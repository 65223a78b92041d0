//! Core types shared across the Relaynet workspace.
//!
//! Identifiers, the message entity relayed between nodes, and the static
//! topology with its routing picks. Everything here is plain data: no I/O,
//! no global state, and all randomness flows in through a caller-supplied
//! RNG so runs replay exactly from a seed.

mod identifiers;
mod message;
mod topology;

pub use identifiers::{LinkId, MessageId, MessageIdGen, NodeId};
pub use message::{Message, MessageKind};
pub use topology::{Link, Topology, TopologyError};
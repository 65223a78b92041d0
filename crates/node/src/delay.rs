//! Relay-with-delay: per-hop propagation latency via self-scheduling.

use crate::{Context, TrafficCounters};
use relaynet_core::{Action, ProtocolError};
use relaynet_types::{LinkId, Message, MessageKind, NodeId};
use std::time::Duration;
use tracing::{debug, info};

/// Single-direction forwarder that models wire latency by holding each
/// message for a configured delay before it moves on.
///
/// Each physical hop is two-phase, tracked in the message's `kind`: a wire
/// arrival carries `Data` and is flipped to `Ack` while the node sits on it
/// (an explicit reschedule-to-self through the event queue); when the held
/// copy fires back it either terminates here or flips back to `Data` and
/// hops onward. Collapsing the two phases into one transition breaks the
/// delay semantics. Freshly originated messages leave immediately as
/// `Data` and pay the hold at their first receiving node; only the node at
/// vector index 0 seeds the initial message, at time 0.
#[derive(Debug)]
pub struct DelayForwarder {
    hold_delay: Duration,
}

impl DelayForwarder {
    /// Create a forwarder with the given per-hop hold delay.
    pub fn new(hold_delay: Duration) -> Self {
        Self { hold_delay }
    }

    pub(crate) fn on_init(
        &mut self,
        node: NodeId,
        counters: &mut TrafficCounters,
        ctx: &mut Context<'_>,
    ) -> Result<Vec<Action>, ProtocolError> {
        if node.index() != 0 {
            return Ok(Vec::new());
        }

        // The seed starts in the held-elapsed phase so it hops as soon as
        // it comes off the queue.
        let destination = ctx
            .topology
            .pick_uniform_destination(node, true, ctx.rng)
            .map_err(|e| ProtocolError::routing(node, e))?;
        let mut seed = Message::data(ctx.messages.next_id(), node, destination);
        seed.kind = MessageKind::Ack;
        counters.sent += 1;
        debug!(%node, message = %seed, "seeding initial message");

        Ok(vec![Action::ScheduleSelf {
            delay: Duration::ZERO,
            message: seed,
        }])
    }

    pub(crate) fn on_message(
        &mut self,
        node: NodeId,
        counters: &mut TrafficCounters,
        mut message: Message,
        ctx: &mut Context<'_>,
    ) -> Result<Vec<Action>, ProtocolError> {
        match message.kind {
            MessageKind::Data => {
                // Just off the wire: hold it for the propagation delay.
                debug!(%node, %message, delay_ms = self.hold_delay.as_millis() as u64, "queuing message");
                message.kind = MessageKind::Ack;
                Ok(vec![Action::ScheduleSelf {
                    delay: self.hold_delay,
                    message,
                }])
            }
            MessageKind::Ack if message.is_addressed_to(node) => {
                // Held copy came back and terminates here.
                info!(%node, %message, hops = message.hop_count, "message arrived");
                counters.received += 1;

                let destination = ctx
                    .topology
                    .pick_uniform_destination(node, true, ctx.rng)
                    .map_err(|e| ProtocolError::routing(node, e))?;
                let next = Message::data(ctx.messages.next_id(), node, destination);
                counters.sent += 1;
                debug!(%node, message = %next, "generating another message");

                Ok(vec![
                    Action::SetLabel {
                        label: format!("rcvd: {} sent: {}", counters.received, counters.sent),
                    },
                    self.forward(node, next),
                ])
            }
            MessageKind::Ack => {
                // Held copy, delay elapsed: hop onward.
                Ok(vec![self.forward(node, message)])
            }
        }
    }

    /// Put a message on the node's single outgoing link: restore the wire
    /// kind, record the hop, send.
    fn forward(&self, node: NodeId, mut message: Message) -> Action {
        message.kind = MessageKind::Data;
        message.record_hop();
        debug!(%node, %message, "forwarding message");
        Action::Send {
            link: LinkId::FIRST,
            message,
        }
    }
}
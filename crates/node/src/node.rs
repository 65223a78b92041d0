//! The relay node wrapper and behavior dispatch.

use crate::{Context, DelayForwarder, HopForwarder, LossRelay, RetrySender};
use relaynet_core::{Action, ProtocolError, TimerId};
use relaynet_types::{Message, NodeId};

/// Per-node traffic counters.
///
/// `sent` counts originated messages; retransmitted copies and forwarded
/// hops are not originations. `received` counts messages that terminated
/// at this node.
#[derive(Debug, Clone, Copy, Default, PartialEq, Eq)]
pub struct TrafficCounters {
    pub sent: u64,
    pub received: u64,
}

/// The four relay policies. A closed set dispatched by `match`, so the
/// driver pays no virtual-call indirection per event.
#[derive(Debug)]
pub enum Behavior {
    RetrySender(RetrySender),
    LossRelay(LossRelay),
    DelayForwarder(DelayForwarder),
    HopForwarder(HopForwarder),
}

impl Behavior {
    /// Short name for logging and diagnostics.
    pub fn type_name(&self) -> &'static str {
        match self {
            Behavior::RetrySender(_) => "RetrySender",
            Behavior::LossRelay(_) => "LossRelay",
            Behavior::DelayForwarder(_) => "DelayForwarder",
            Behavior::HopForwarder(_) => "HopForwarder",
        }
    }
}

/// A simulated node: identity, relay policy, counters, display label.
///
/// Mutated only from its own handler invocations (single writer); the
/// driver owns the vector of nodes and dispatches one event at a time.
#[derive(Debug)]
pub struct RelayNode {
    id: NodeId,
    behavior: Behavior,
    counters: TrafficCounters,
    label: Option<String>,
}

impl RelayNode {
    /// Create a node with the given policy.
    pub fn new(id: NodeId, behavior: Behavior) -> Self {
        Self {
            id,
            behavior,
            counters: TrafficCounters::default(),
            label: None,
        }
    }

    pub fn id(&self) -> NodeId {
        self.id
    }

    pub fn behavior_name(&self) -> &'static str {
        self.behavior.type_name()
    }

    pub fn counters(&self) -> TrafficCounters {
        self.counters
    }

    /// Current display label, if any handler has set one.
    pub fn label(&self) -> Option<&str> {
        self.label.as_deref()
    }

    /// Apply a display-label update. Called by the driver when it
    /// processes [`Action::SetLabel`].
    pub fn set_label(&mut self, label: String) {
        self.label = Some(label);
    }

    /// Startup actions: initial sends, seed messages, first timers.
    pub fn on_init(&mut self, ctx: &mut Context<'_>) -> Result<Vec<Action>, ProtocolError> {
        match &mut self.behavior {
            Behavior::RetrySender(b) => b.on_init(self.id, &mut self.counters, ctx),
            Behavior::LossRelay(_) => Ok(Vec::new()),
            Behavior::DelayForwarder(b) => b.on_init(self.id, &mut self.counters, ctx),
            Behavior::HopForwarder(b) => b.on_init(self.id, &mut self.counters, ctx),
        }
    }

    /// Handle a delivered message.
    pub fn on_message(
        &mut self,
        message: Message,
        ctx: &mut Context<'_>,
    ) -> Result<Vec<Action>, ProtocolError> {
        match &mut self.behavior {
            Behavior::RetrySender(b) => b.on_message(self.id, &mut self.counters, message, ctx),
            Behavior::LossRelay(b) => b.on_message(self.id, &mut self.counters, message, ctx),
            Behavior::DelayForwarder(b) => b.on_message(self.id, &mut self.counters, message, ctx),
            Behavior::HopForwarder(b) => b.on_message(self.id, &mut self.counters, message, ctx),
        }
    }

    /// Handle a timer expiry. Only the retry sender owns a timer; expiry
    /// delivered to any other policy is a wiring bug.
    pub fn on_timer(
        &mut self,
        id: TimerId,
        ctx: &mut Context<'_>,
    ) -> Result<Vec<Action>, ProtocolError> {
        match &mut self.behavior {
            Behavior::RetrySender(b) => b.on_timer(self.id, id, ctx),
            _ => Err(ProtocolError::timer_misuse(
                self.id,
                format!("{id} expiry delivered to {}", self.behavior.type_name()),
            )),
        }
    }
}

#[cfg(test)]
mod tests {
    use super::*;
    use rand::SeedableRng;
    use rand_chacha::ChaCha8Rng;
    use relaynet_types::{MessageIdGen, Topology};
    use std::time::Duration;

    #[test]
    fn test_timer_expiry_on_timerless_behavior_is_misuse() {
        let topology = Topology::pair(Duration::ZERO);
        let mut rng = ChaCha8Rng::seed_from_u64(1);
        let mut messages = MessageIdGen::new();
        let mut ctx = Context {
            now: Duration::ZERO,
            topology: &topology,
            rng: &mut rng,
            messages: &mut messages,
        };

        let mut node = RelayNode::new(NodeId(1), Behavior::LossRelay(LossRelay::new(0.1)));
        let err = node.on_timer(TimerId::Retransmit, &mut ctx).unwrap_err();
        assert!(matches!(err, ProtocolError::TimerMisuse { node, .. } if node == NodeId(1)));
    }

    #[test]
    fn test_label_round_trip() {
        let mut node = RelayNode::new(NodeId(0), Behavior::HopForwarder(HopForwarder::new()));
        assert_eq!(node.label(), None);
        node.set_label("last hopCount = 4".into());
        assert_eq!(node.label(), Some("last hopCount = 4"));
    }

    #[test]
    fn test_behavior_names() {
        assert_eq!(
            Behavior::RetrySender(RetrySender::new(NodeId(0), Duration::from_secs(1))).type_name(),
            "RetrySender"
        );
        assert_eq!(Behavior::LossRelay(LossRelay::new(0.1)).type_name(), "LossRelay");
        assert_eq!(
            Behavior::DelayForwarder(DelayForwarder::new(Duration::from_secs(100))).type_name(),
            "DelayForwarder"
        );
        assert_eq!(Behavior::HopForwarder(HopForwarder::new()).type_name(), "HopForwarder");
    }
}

+ + + + + + +

Exercise prompt: How many lines in the listing above contain "ScheduleSelf"? Give the number and nothing else.

Written answer: 2